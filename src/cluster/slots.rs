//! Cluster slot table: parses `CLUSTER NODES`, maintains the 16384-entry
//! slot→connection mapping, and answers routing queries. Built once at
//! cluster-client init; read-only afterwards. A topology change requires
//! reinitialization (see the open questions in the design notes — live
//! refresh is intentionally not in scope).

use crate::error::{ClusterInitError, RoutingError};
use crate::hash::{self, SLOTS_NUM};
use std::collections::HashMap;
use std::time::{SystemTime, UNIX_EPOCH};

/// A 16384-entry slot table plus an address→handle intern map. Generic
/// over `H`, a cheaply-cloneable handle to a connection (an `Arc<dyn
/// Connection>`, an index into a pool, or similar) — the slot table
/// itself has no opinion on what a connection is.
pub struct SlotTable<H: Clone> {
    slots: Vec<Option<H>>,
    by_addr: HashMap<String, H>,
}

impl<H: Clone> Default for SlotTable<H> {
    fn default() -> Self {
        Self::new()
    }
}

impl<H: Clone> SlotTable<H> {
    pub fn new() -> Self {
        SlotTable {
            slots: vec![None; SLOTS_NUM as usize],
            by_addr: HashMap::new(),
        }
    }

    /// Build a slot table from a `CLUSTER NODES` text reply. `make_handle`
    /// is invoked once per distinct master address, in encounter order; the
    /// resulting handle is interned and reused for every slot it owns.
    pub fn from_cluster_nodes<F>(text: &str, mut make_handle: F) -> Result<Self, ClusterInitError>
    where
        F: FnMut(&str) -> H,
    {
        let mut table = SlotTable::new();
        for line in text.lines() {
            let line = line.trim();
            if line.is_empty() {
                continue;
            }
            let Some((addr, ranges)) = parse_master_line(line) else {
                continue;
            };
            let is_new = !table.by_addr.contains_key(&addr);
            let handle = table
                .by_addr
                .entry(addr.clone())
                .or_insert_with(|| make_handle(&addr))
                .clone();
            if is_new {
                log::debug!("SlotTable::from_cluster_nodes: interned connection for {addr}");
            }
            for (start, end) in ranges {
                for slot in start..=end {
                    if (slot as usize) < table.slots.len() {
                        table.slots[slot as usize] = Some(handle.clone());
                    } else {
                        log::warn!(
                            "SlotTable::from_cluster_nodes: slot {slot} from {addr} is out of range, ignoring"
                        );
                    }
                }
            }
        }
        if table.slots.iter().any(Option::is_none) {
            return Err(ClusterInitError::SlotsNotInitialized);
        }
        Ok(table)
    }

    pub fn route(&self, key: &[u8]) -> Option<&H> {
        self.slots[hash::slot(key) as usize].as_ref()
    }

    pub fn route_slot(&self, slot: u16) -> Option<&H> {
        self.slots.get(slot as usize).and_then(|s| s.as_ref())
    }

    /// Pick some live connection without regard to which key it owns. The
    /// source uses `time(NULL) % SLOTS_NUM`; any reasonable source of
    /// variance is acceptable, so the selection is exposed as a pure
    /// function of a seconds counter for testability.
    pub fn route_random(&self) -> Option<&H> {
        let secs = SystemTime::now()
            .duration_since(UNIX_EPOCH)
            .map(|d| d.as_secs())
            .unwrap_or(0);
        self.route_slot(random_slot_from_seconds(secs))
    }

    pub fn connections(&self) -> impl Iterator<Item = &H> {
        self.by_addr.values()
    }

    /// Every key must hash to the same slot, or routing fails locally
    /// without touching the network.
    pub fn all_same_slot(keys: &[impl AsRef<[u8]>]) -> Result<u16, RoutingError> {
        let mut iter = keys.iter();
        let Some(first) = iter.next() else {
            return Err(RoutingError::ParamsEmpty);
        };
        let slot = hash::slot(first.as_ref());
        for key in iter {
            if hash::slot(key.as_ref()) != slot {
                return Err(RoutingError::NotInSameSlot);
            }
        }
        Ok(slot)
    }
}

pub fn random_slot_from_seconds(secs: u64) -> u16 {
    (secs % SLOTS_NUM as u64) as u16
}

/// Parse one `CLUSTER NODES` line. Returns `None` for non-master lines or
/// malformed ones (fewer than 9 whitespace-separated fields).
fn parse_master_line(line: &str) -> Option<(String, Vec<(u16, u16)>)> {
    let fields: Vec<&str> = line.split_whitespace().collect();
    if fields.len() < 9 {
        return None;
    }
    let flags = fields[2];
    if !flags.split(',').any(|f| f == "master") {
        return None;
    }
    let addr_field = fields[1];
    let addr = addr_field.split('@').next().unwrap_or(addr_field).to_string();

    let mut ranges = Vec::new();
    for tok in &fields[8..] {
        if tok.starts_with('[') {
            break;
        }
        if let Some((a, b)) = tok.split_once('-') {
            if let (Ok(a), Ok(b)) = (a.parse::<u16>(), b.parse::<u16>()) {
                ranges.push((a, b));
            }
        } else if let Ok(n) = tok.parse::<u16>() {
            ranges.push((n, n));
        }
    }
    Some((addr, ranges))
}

- **Instructions to follow**
Return every line of the listing above where "text" appears.

- **Final answer**
    /// Build a slot table from a `CLUSTER NODES` text reply. `make_handle`
    pub fn from_cluster_nodes<F>(text: &str, mut make_handle: F) -> Result<Self, ClusterInitError>
        for line in text.lines() {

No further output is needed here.